Asr-ı saadet dönemi tarihine bakılırsa  Resulullah'ın -saa- her şeyden ziyade daha çok iç düşmanla karşı karşı olduğu fakat kesin ve akıllı yönetimi ile onların İslam'a darbe indirmesini engelledi.

Resulullah'ın -saa- Mekke'de İslami toplumu temellerini atmaya çalıştığı ilk günlerden itibaren Ebu Sufyan ve Ebu Cehil elebaşlığındaki Mekke zenginleri ve şirk ile putperestliğin bayraktarları muhalefete başlayıp çeşitli tehdit, ambargo, dayanılmaz işkenceler ve vahşi katliamları Müslümanlara dayattılar. Resulullah -saa- kendi sahabesini direnişe çağırıp direyetle Müslümanlardan bir grubu Habeşistan'a gönderdi ve kendisi de Medine'ye hicret etti; böylece çok zor bir dönemi geride bıraktılar.

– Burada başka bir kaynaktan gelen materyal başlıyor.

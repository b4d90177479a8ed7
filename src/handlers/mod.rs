//! # Resource Handlers
//!
//! `StateHandler` implementations for the resource kinds this operator manages,
//! plus the helpers they share.
//!
//! - `flex_cluster` - `FlexCluster` handlers (top-level and per API version)

pub mod flex_cluster;

pub use flex_cluster::FlexClusterHandler;

use crate::constants::{RESOURCE_POLICY_ANNOTATION, RESOURCE_POLICY_DELETE, RESOURCE_POLICY_KEEP};
use crate::provider::ApiCredentials;
use anyhow::{anyhow, Context, Result};
use async_trait::async_trait;
use k8s_openapi::api::core::v1::Secret;
use kube::api::Api;
use kube::{Client, ResourceExt};
use tracing::warn;

#[cfg(test)]
use mockall::automock;

/// Secret key holding the service account client id
pub const CLIENT_ID_KEY: &str = "clientId";

/// Secret key holding the service account client secret
pub const CLIENT_SECRET_KEY: &str = "clientSecret";

/// Read access to Kubernetes Secrets
#[cfg_attr(test, automock)]
#[async_trait]
pub trait SecretReader: Send + Sync {
    /// Fetch a Secret, `None` when it does not exist
    async fn get(&self, namespace: &str, name: &str) -> Result<Option<Secret>, kube::Error>;
}

/// `SecretReader` backed by the Kubernetes API server
#[derive(Clone)]
pub struct KubeSecretReader {
    client: Client,
}

impl std::fmt::Debug for KubeSecretReader {
    fn fmt(&self, f: &mut std::fmt::Formatter<'_>) -> std::fmt::Result {
        f.debug_struct("KubeSecretReader").finish_non_exhaustive()
    }
}

impl KubeSecretReader {
    #[must_use]
    pub fn new(client: Client) -> Self {
        Self { client }
    }
}

#[async_trait]
impl SecretReader for KubeSecretReader {
    async fn get(&self, namespace: &str, name: &str) -> Result<Option<Secret>, kube::Error> {
        Api::<Secret>::namespaced(self.client.clone(), namespace)
            .get_opt(name)
            .await
    }
}

/// Extract service account credentials from a connection Secret
///
/// # Errors
///
/// Fails when either key is missing or not valid UTF-8.
pub fn credentials_from_secret(secret: &Secret) -> Result<ApiCredentials> {
    let read = |key: &str| -> Result<String> {
        let value = secret
            .data
            .as_ref()
            .and_then(|data| data.get(key))
            .ok_or_else(|| {
                anyhow!(
                    "secret {}/{} has no {key} key",
                    secret.namespace().unwrap_or_default(),
                    secret.name_any()
                )
            })?;
        String::from_utf8(value.0.clone())
            .with_context(|| format!("secret key {key} is not valid UTF-8"))
    };

    Ok(ApiCredentials::new(
        read(CLIENT_ID_KEY)?,
        read(CLIENT_SECRET_KEY)?,
    ))
}

/// Whether the external resource must survive deletion of `obj`
///
/// An absent or unrecognised policy falls back to `deletion_protection`.
#[must_use]
pub fn keeps_external_resource<K: ResourceExt>(obj: &K, deletion_protection: bool) -> bool {
    match obj.annotations().get(RESOURCE_POLICY_ANNOTATION).map(String::as_str) {
        Some(RESOURCE_POLICY_KEEP) => true,
        Some(RESOURCE_POLICY_DELETE) => false,
        Some(other) => {
            warn!(
                resource.name = %obj.name_any(),
                policy = other,
                "Ignoring unknown resource policy"
            );
            deletion_protection
        }
        None => deletion_protection,
    }
}

#[cfg(test)]
mod tests {
    use super::*;
    use crate::crd::{FlexCluster, FlexClusterSpec};
    use k8s_openapi::ByteString;
    use kube::api::ObjectMeta;
    use std::collections::BTreeMap;

    fn secret(entries: &[(&str, &[u8])]) -> Secret {
        Secret {
            metadata: ObjectMeta {
                name: Some("creds".to_string()),
                namespace: Some("shop".to_string()),
                ..ObjectMeta::default()
            },
            data: Some(
                entries
                    .iter()
                    .map(|(k, v)| ((*k).to_string(), ByteString(v.to_vec())))
                    .collect(),
            ),
            ..Secret::default()
        }
    }

    fn with_policy(policy: Option<&str>) -> FlexCluster {
        let mut obj = FlexCluster::new("orders", FlexClusterSpec::default());
        if let Some(policy) = policy {
            obj.metadata.annotations = Some(BTreeMap::from([(
                RESOURCE_POLICY_ANNOTATION.to_string(),
                policy.to_string(),
            )]));
        }
        obj
    }

    #[test]
    fn test_credentials_from_secret() {
        let credentials =
            credentials_from_secret(&secret(&[("clientId", b"svc"), ("clientSecret", b"s3cr3t")]))
                .unwrap();
        assert_eq!(credentials.client_id(), "svc");
        assert_eq!(credentials.client_secret(), "s3cr3t");
    }

    #[test]
    fn test_missing_key_names_the_secret() {
        let err = credentials_from_secret(&secret(&[("clientId", b"svc")])).unwrap_err();
        assert_eq!(err.to_string(), "secret shop/creds has no clientSecret key");
    }

    #[test]
    fn test_invalid_utf8_is_rejected() {
        let err = credentials_from_secret(&secret(&[
            ("clientId", &[0xff, 0xfe]),
            ("clientSecret", b"s3cr3t"),
        ]))
        .unwrap_err();
        assert!(err.to_string().contains("clientId"));
    }

    #[test]
    fn test_resource_policy() {
        assert!(keeps_external_resource(&with_policy(Some("keep")), false));
        assert!(!keeps_external_resource(&with_policy(Some("delete")), true));
        assert!(keeps_external_resource(&with_policy(None), true));
        assert!(!keeps_external_resource(&with_policy(None), false));
        assert!(keeps_external_resource(&with_policy(Some("retain")), true));
    }
}
//! # Metrics
//!
//! Prometheus metrics for monitoring the controller.
//!
//! ## Metrics Exposed
//!
//! - `dbaas_controller_reconciliations_total` - Total number of reconcile passes
//! - `dbaas_controller_reconciliation_errors_total` - Total number of failed passes
//! - `dbaas_controller_reconciliation_duration_seconds` - Duration of reconcile passes
//! - `dbaas_controller_state_transitions_total` - State transitions by target state
//! - `dbaas_controller_unsupported_states_total` - Passes aborted on an unreadable stored state
//! - `dbaas_controller_reapply_patches_total` - Reapply timestamps recorded
//! - `dbaas_controller_api_requests_total` - External API requests by operation
//! - `dbaas_controller_api_request_errors_total` - Failed external API requests by operation
//! - `dbaas_controller_api_request_duration_seconds` - Duration of external API requests

use anyhow::Result;
use prometheus::{Histogram, HistogramVec, IntCounter, IntCounterVec, Registry};
use std::sync::LazyLock;

// Metrics
pub(crate) static REGISTRY: LazyLock<Registry> = LazyLock::new(Registry::new);

static RECONCILIATIONS_TOTAL: LazyLock<IntCounter> = LazyLock::new(|| {
    IntCounter::new(
        "dbaas_controller_reconciliations_total",
        "Total number of reconcile passes",
    )
    .expect("Failed to create RECONCILIATIONS_TOTAL metric - this should never happen")
});

static RECONCILIATION_ERRORS_TOTAL: LazyLock<IntCounter> = LazyLock::new(|| {
    IntCounter::new(
        "dbaas_controller_reconciliation_errors_total",
        "Total number of failed reconcile passes",
    )
    .expect("Failed to create RECONCILIATION_ERRORS_TOTAL metric - this should never happen")
});

static RECONCILIATION_DURATION: LazyLock<Histogram> = LazyLock::new(|| {
    Histogram::with_opts(
        prometheus::HistogramOpts::new(
            "dbaas_controller_reconciliation_duration_seconds",
            "Duration of reconcile passes in seconds",
        )
        .buckets(vec![0.05, 0.1, 0.5, 1.0, 2.0, 5.0, 10.0, 30.0]),
    )
    .expect("Failed to create RECONCILIATION_DURATION metric - this should never happen")
});

static STATE_TRANSITIONS_TOTAL: LazyLock<IntCounterVec> = LazyLock::new(|| {
    IntCounterVec::new(
        prometheus::Opts::new(
            "dbaas_controller_state_transitions_total",
            "Total number of lifecycle state transitions by target state",
        ),
        &["state"],
    )
    .expect("Failed to create STATE_TRANSITIONS_TOTAL metric - this should never happen")
});

pub(crate) static UNSUPPORTED_STATES_TOTAL: LazyLock<IntCounter> = LazyLock::new(|| {
    IntCounter::new(
        "dbaas_controller_unsupported_states_total",
        "Total number of passes aborted because the stored state is not supported",
    )
    .expect("Failed to create UNSUPPORTED_STATES_TOTAL metric - this should never happen")
});

static REAPPLY_PATCHES_TOTAL: LazyLock<IntCounter> = LazyLock::new(|| {
    IntCounter::new(
        "dbaas_controller_reapply_patches_total",
        "Total number of reapply timestamps recorded",
    )
    .expect("Failed to create REAPPLY_PATCHES_TOTAL metric - this should never happen")
});

static API_REQUESTS_TOTAL: LazyLock<IntCounterVec> = LazyLock::new(|| {
    IntCounterVec::new(
        prometheus::Opts::new(
            "dbaas_controller_api_requests_total",
            "Total number of external API requests by operation",
        ),
        &["operation"],
    )
    .expect("Failed to create API_REQUESTS_TOTAL metric - this should never happen")
});

static API_REQUEST_ERRORS_TOTAL: LazyLock<IntCounterVec> = LazyLock::new(|| {
    IntCounterVec::new(
        prometheus::Opts::new(
            "dbaas_controller_api_request_errors_total",
            "Total number of failed external API requests by operation",
        ),
        &["operation"],
    )
    .expect("Failed to create API_REQUEST_ERRORS_TOTAL metric - this should never happen")
});

static API_REQUEST_DURATION: LazyLock<HistogramVec> = LazyLock::new(|| {
    HistogramVec::new(
        prometheus::HistogramOpts::new(
            "dbaas_controller_api_request_duration_seconds",
            "Duration of external API requests in seconds by operation",
        )
        .buckets(vec![0.1, 0.5, 1.0, 2.0, 5.0, 10.0]),
        &["operation"],
    )
    .expect("Failed to create API_REQUEST_DURATION metric - this should never happen")
});

#[allow(
    clippy::missing_errors_doc,
    reason = "Registration only fails on duplicate registration"
)]
pub fn register_metrics() -> Result<()> {
    REGISTRY.register(Box::new(RECONCILIATIONS_TOTAL.clone()))?;
    REGISTRY.register(Box::new(RECONCILIATION_ERRORS_TOTAL.clone()))?;
    REGISTRY.register(Box::new(RECONCILIATION_DURATION.clone()))?;
    REGISTRY.register(Box::new(STATE_TRANSITIONS_TOTAL.clone()))?;
    REGISTRY.register(Box::new(UNSUPPORTED_STATES_TOTAL.clone()))?;
    REGISTRY.register(Box::new(REAPPLY_PATCHES_TOTAL.clone()))?;
    REGISTRY.register(Box::new(API_REQUESTS_TOTAL.clone()))?;
    REGISTRY.register(Box::new(API_REQUEST_ERRORS_TOTAL.clone()))?;
    REGISTRY.register(Box::new(API_REQUEST_DURATION.clone()))?;

    Ok(())
}

pub fn increment_reconciliations() {
    RECONCILIATIONS_TOTAL.inc();
}

pub fn increment_reconciliation_errors() {
    RECONCILIATION_ERRORS_TOTAL.inc();
}

pub fn observe_reconciliation_duration(duration: f64) {
    RECONCILIATION_DURATION.observe(duration);
}

pub fn increment_state_transition(state: &str) {
    STATE_TRANSITIONS_TOTAL.with_label_values(&[state]).inc();
}

pub fn increment_unsupported_states() {
    UNSUPPORTED_STATES_TOTAL.inc();
}

pub fn increment_reapply_patches() {
    REAPPLY_PATCHES_TOTAL.inc();
}

/// Record one external API request
pub fn record_api_request(operation: &str, duration: f64, success: bool) {
    API_REQUESTS_TOTAL.with_label_values(&[operation]).inc();
    API_REQUEST_DURATION
        .with_label_values(&[operation])
        .observe(duration);
    if !success {
        API_REQUEST_ERRORS_TOTAL
            .with_label_values(&[operation])
            .inc();
    }
}
//! # Controller
//!
//! - `backoff`: Fibonacci backoff for failed passes
//! - `reconciler`: Generic lifecycle state machine
//! - `server`: HTTP server for metrics and health checks

pub mod backoff;
pub mod reconciler;
pub mod server;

Gerçi kafirler kendi düşmanlıklarından vazgeçmediler fakat onların İslam karşıtı tutum ve mahiyetleri açıkça belli olması nedeni ile Resulullah -saa- Medine'de İslami hükümeti kurup güçleri organize ederek müşriklerle mücadeleye kalktı ve bir çok savaşta göz alıcı zaferler kazanarak onlara ağır darbeler indirdi. Resul Ekrem -saa- iktidarın zirvesinde Mekke'yi fethetti ve şirk ile putperestliği darmadağın etti.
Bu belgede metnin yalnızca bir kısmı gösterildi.